It’s all on the line in Queensland – our food and water, our health, our thriving agricultural industries.

The mining billionaires have been drowning out the voices of ordinary Queenslanders for too long.

Our icons are at risk from big coal and gas – the Great Artesian Basin, the Darling Downs, the Fraser Coast and Outback Rivers - even the Great Barrier Reef.

We’re asking for action to:

  1. Protect our food and water
  2. Stop risking people’s health
  3. Make the miners clean up their mess
  4. Ensure a sustainable economy

Mining and gas companies are paying little or no tax, dodging royalties and driving up our power prices. The future for our state is vibrant regional economies based on agriculture, tourism and solar power.

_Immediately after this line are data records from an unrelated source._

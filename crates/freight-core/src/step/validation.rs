use std::collections::BTreeMap;

use serde::{Deserialize, Serialize};

/// Campo -> mensaje legible. Sólo contiene claves de campos inválidos.
pub type FieldErrors = BTreeMap<String, String>;

/// Resultado de validar un step.
///
/// `is_valid` se deriva de `errors`, por lo que `is_valid() == errors.is_empty()`
/// se cumple por construcción.
#[derive(Debug, Clone, Default, PartialEq, Eq, Serialize, Deserialize)]
pub struct ValidationResult {
    errors: FieldErrors,
}

impl ValidationResult {
    pub fn valid() -> Self {
        Self::default()
    }

    pub fn from_errors(errors: FieldErrors) -> Self {
        Self { errors }
    }

    /// Registra un error; un segundo error sobre el mismo campo reemplaza al
    /// primero.
    pub fn add_error(&mut self, field: impl Into<String>, message: impl Into<String>) {
        self.errors.insert(field.into(), message.into());
    }

    /// Atajo: registra `message` cuando `ok` es falso.
    pub fn require(&mut self, ok: bool, field: impl Into<String>, message: impl Into<String>) {
        if !ok {
            self.add_error(field, message);
        }
    }

    pub fn is_valid(&self) -> bool {
        self.errors.is_empty()
    }

    pub fn errors(&self) -> &FieldErrors {
        &self.errors
    }

    pub fn into_errors(self) -> FieldErrors {
        self.errors
    }
}

impl<K: Into<String>, M: Into<String>> FromIterator<(K, M)> for ValidationResult {
    fn from_iter<I: IntoIterator<Item = (K, M)>>(iter: I) -> Self {
        Self { errors: iter.into_iter().map(|(k, m)| (k.into(), m.into())).collect() }
    }
}

#[cfg(test)]
mod tests {
    use super::*;

    #[test]
    fn validity_tracks_errors() {
        let mut r = ValidationResult::valid();
        assert!(r.is_valid());
        r.require(true, "origin", "required");
        assert!(r.is_valid());
        r.require(false, "destination", "Destination location is required");
        r.add_error("destination", "Destination must be different from origin");
        assert!(!r.is_valid());
        assert_eq!(r.errors().len(), 1);
        assert_eq!(r.errors()["destination"], "Destination must be different from origin");
    }
}
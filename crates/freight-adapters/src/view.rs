//! Vista neutral de un step.
//!
//! No tiene semántica para el core: es el `V` con el que se instancia el
//! engine del flujo de cotización. El binario la imprime como texto.

use std::fmt;

use freight_core::FieldErrors;
use freight_domain::LocationType;
use serde::Serialize;

#[derive(Debug, Clone, PartialEq, Serialize)]
#[serde(tag = "kind", rename_all = "snake_case")]
pub enum FieldKind {
    Text,
    Number,
    Date,
    Select { options: Vec<String> },
    Location { location_type: LocationType },
    /// Cantidades por tipo de contenedor (`containerCount.<id>`).
    Containers,
}

#[derive(Debug, Clone, PartialEq, Serialize)]
pub struct FieldView {
    pub name: String,
    pub label: String,
    pub kind: FieldKind,
    pub value: String,
    pub required: bool,
    pub error: Option<String>,
}

#[derive(Debug, Clone, PartialEq, Serialize)]
pub struct FormView {
    pub step_id: String,
    pub title: String,
    pub fields: Vec<FieldView>,
    pub notes: Vec<String>,
}

impl FormView {
    pub fn new(step_id: &str, title: &str) -> Self {
        Self { step_id: step_id.to_string(),
               title: title.to_string(),
               fields: Vec::new(),
               notes: Vec::new() }
    }

    /// Añade un campo tomando su error (si lo hay) de `errors`.
    pub fn field(mut self,
                 name: &str,
                 label: &str,
                 kind: FieldKind,
                 value: impl Into<String>,
                 required: bool,
                 errors: &FieldErrors)
                 -> Self {
        self.fields.push(FieldView { name: name.to_string(),
                                     label: label.to_string(),
                                     kind,
                                     value: value.into(),
                                     required,
                                     error: errors.get(name).cloned() });
        self
    }

    pub fn note(mut self, note: impl Into<String>) -> Self {
        self.notes.push(note.into());
        self
    }

    pub fn get(&self, name: &str) -> Option<&FieldView> {
        self.fields.iter().find(|f| f.name == name)
    }
}

impl fmt::Display for FormView {
    fn fmt(&self, f: &mut fmt::Formatter<'_>) -> fmt::Result {
        writeln!(f, "== {} ==", self.title)?;
        for field in &self.fields {
            let mark = if field.required { "*" } else { "" };
            write!(f, "  {}{} [{}]: {}", field.label, mark, field.name, field.value)?;
            match &field.kind {
                FieldKind::Select { options } if !options.is_empty() => {
                    write!(f, "  ({})", options.join(" | "))?
                }
                FieldKind::Location { location_type } => write!(f, "  ({location_type})")?,
                _ => {}
            }
            writeln!(f)?;
            if let Some(err) = &field.error {
                writeln!(f, "    ! {err}")?;
            }
        }
        for note in &self.notes {
            writeln!(f, "  - {note}")?;
        }
        Ok(())
    }
}

/// Formatea un opcional como texto de campo (vacío si no hay valor).
pub(crate) fn opt<T: ToString>(v: Option<T>) -> String {
    v.map(|v| v.to_string()).unwrap_or_default()
}
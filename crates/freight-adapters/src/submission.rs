//! Envío del formulario como `QuoteRequirement`.

use std::future::Future;

use async_trait::async_trait;
use freight_core::{SubmissionError, SubmitHandler};
use freight_domain::{QuoteFormData, QuoteRequirement};
use log::debug;

/// Handler que construye el requerimiento y se lo pasa a `F`.
///
/// Un formulario que no alcanza para construir el requerimiento falla con
/// `SubmissionError::Payload` sin invocar `F`.
#[derive(Debug, Clone)]
pub struct RequirementSubmit<F>(F);

/// `on_requirement(|req| async move { ... })`.
pub fn on_requirement<F>(f: F) -> RequirementSubmit<F> {
    RequirementSubmit(f)
}

#[async_trait]
impl<F, Fut> SubmitHandler<QuoteFormData> for RequirementSubmit<F>
    where F: Fn(QuoteRequirement) -> Fut + Send + Sync,
          Fut: Future<Output = Result<(), SubmissionError>> + Send + 'static
{
    async fn submit(&self, value: QuoteFormData) -> Result<(), SubmissionError> {
        let requirement =
            QuoteRequirement::try_from(&value).map_err(|e| SubmissionError::Payload(e.to_string()))?;
        debug!("quote requirement {} -> {} ({})",
               requirement.origin,
               requirement.destination,
               requirement.shipping_type);
        (self.0)(requirement).await
    }
}

#[cfg(test)]
mod tests {
    use super::*;
    use std::sync::atomic::{AtomicBool, Ordering};
    use std::sync::Arc;

    #[test]
    fn incomplete_form_never_reaches_the_callback() {
        let called = Arc::new(AtomicBool::new(false));
        let flag = called.clone();
        let handler = on_requirement(move |_req: QuoteRequirement| {
            flag.store(true, Ordering::SeqCst);
            async { Ok::<(), SubmissionError>(()) }
        });
        let result = tokio_test::block_on(handler.submit(QuoteFormData::default()));
        assert!(matches!(result, Err(SubmissionError::Payload(_))));
        assert!(!called.load(Ordering::SeqCst));
    }
}
//! Canonical JSON minimal: claves de objetos ordenadas, sin espacios.

use serde_json::Value;
use std::collections::BTreeMap;

pub fn to_canonical_json(value: &Value) -> String {
    match value {
        Value::Null => "null".to_string(),
        Value::Bool(b) => b.to_string(),
        Value::Number(n) => n.to_string(),
        Value::String(_) => value.to_string(),
        Value::Array(arr) => {
            let items: Vec<String> = arr.iter().map(to_canonical_json).collect();
            format!("[{}]", items.join(","))
        }
        Value::Object(map) => {
            let tree: BTreeMap<&String, String> = map.iter().map(|(k, v)| (k, to_canonical_json(v))).collect();
            let items: Vec<String> = tree.into_iter()
                                         .map(|(k, v)| format!("{}:{}", Value::String(k.clone()), v))
                                         .collect();
            format!("{{{}}}", items.join(","))
        }
    }
}

#[cfg(test)]
mod tests {
    use super::*;
    use serde_json::json;

    #[test]
    fn object_keys_are_sorted() {
        let v = json!({"b": 1, "a": {"d": [1, "x"], "c": null}});
        assert_eq!(to_canonical_json(&v), r#"{"a":{"c":null,"d":[1,"x"]},"b":1}"#);
    }
}
//! Módulo de hashing y canonicalización JSON.

pub mod canonical_json;
pub mod hash;

pub use canonical_json::to_canonical_json;
pub use hash::{hash_str, hash_value};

If you love Queensland, don’t let the mining giants wreck it for the rest of us.

  • Upcoming events

    Delivering Acland letters to Premier Palaszczuk

    When: Tuesday, October 24, 2017 at 10:00 AM
    Where: Annastacia Palaszczuk's Electorate Office in Richlands, Australia

    Despite the Queensland Land Court recommending rejection of the Acland coal mine our government is still yet to uphold that recommendation. Allowing it to go ahead would mean the further destruction of some of QLD’s most important farmland.

    The farmers of the Darling Downs need certainty and QLD’s water and farmland needs to be protected.     

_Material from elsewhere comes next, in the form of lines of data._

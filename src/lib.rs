//! FreightFlow Rust Library
//!
//! Este crate une el flujo de cotización con la aplicación:
//! - `config`: configuración desde variables de entorno (.env).
//! - `errors`: errores de la aplicación.
//! - `quote_session`: sesión interactiva que conduce el engine.
//!
//! Puede usarse desde `main.rs` o por otros crates/clientes.

pub mod config;
pub mod errors;
pub mod quote_session;

pub use config::{AppConfig, CONFIG};
pub use errors::AppError;
pub use quote_session::{Command, QuoteSession, Reply};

    Over the past few months we have been out talking to people around Brisbane about Acland and collecting signed letters and postcards. We are going to deliver all of these to Lynham and Palaszczuk’s electorate offices.

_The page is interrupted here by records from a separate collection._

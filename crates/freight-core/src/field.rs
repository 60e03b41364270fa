//! Actualizaciones de campos sobre el valor agregado.
//!
//! El valor agregado `T` se trata como un objeto JSON plano: cada
//! actualización se serializa, se fusiona de forma "shallow" (las claves
//! nuevas reemplazan a las viejas) y se vuelve a deserializar a `T`. Así el
//! engine puede ser genérico sobre `T` sin perder el chequeo de tipos: una
//! fusión que produce un `T` inválido se rechaza completa.

use serde::{de::DeserializeOwned, Serialize};
use serde_json::{Map, Value};

use crate::errors::InvalidArgument;

/// Las dos convenciones de llamada de `set_field`.
#[derive(Debug, Clone, PartialEq)]
pub enum FieldUpdate {
    /// Un solo campo. `value: None` es un uso incorrecto y se rechaza.
    Field { name: String, value: Option<Value> },
    /// Varios campos que deben cambiar juntos. Debe ser un objeto JSON.
    Patch(Value),
}

impl FieldUpdate {
    pub fn field(name: impl Into<String>, value: impl Into<Value>) -> Self {
        FieldUpdate::Field { name: name.into(),
                             value: Some(value.into()) }
    }

    pub fn patch(value: Value) -> Self {
        FieldUpdate::Patch(value)
    }

    /// Convierte la actualización en un mapa listo para fusionar.
    pub fn into_patch(self) -> Result<Map<String, Value>, InvalidArgument> {
        match self {
            FieldUpdate::Field { name, value: Some(v) } => {
                let mut m = Map::new();
                m.insert(name, v);
                Ok(m)
            }
            FieldUpdate::Field { name, value: None } => Err(InvalidArgument::MissingValue(name)),
            FieldUpdate::Patch(Value::Object(m)) => Ok(m),
            FieldUpdate::Patch(_) => Err(InvalidArgument::PatchNotObject),
        }
    }
}

impl<S: Into<String>> From<(S, Option<Value>)> for FieldUpdate {
    fn from((name, value): (S, Option<Value>)) -> Self {
        FieldUpdate::Field { name: name.into(), value }
    }
}

impl From<Map<String, Value>> for FieldUpdate {
    fn from(m: Map<String, Value>) -> Self {
        FieldUpdate::Patch(Value::Object(m))
    }
}

impl From<Value> for FieldUpdate {
    fn from(v: Value) -> Self {
        FieldUpdate::Patch(v)
    }
}

/// Cola de actualizaciones pedidas por un step (el "mutation callback").
///
/// Los steps nunca tocan el valor agregado; sólo encolan aquí y el engine
/// aplica la cola, en orden, cuando el step devuelve el control.
#[derive(Debug, Default)]
pub struct FieldSink {
    queued: Vec<(FieldUpdate, bool)>,
}

impl FieldSink {
    pub fn new() -> Self {
        Self::default()
    }

    /// Encola `name = value` con revalidación en vivo.
    pub fn set(&mut self, name: impl Into<String>, value: impl Into<Value>) {
        self.push(FieldUpdate::field(name, value), true);
    }

    /// Igual que `set` pero sin revalidar el step actual.
    pub fn set_quiet(&mut self, name: impl Into<String>, value: impl Into<Value>) {
        self.push(FieldUpdate::field(name, value), false);
    }

    pub fn patch(&mut self, value: Value) {
        self.push(FieldUpdate::Patch(value), true);
    }

    pub fn push(&mut self, update: FieldUpdate, should_validate: bool) {
        self.queued.push((update, should_validate));
    }

    pub fn is_empty(&self) -> bool {
        self.queued.is_empty()
    }

    pub fn drain(&mut self) -> impl Iterator<Item = (FieldUpdate, bool)> + '_ {
        self.queued.drain(..)
    }
}

/// Merge shallow: keys from `b` override keys from `a` when both are objects.
/// Cuando alguno de los dos valores no es objeto, `b` tiene precedencia.
pub fn merge_json(a: &Value, b: &Value) -> Value {
    match (a, b) {
        (Value::Object(ma), Value::Object(mb)) => {
            let mut out = ma.clone();
            for (k, v) in mb.iter() {
                out.insert(k.clone(), v.clone());
            }
            Value::Object(out)
        }
        (_, other) => other.clone(),
    }
}

/// Aplica `update` sobre `current` y devuelve el nuevo valor junto con las
/// claves cuyo valor cambió (vacío si la fusión no cambia nada). Sólo se
/// aceptan claves que `current` ya serializa.
pub fn apply_update<T>(current: &T, update: FieldUpdate) -> Result<(T, Vec<String>), InvalidArgument>
    where T: Serialize + DeserializeOwned
{
    let base = serde_json::to_value(current).map_err(|e| InvalidArgument::Rejected(e.to_string()))?;
    let patch = update.into_patch()?;
    let Value::Object(fields) = &base else {
        return Err(InvalidArgument::Rejected("aggregated value is not an object".into()));
    };
    if let Some(unknown) = patch.keys().find(|k| !fields.contains_key(*k)) {
        return Err(InvalidArgument::UnknownField(unknown.clone()));
    }
    let changed: Vec<String> = patch.iter()
                                    .filter(|(k, v)| fields.get(k.as_str()) != Some(*v))
                                    .map(|(k, _)| k.clone())
                                    .collect();
    let merged = merge_json(&base, &Value::Object(patch));
    let next = serde_json::from_value(merged).map_err(|e| InvalidArgument::Rejected(e.to_string()))?;
    Ok((next, changed))
}

#[cfg(test)]
mod tests {
    use super::*;
    use serde::Deserialize;
    use serde_json::json;

    #[derive(Debug, Clone, PartialEq, Serialize, Deserialize)]
    struct Form {
        name: String,
        count: Option<u32>,
    }

    fn form() -> Form {
        Form { name: String::new(), count: None }
    }

    #[test]
    fn single_field_update_merges_one_key() {
        let (next, keys) = apply_update(&form(), FieldUpdate::field("count", 3)).expect("merge");
        assert_eq!(next.count, Some(3));
        assert_eq!(keys, vec!["count".to_string()]);
    }

    #[test]
    fn unchanged_values_report_no_keys() {
        let current = Form { name: "a".into(), count: Some(2) };
        let (next, keys) = apply_update(&current, FieldUpdate::patch(json!({"name": "a", "count": 2}))).expect("merge");
        assert_eq!(next, current);
        assert!(keys.is_empty());
        let (_, keys) = apply_update(&current, FieldUpdate::patch(json!({"name": "a", "count": 3}))).expect("merge");
        assert_eq!(keys, vec!["count".to_string()]);
    }

    #[test]
    fn single_field_without_value_is_rejected() {
        let err = apply_update(&form(), FieldUpdate::from(("count", None::<Value>))).unwrap_err();
        assert_eq!(err, InvalidArgument::MissingValue("count".into()));
    }

    #[test]
    fn unknown_and_mistyped_fields_are_rejected() {
        assert_eq!(apply_update(&form(), FieldUpdate::field("nope", 1)).unwrap_err(),
                   InvalidArgument::UnknownField("nope".into()));
        assert!(matches!(apply_update(&form(), FieldUpdate::field("count", "three")),
                         Err(InvalidArgument::Rejected(_))));
        assert_eq!(apply_update(&form(), FieldUpdate::patch(json!([1, 2]))).unwrap_err(),
                   InvalidArgument::PatchNotObject);
    }

    #[test]
    fn sink_preserves_order_and_flags() {
        let mut sink = FieldSink::new();
        sink.set("name", "a");
        sink.set_quiet("count", 1);
        let drained: Vec<_> = sink.drain().collect();
        assert_eq!(drained.len(), 2);
        assert!(drained[0].1);
        assert!(!drained[1].1);
        assert!(sink.is_empty());
    }
}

    We will be demonstrating the support for rejecting the Acland mine expansion so we need lots of people there. Can you join us?

  • Latest from the blog

    Bruce Currie

    "Everyone that relies on the Great Artesian Basin is extremely concerned about the impacts these coal mines are going to have on their water supplies. Already we've seen impacts of cross contamination from exploration drilling that the mining companies have done".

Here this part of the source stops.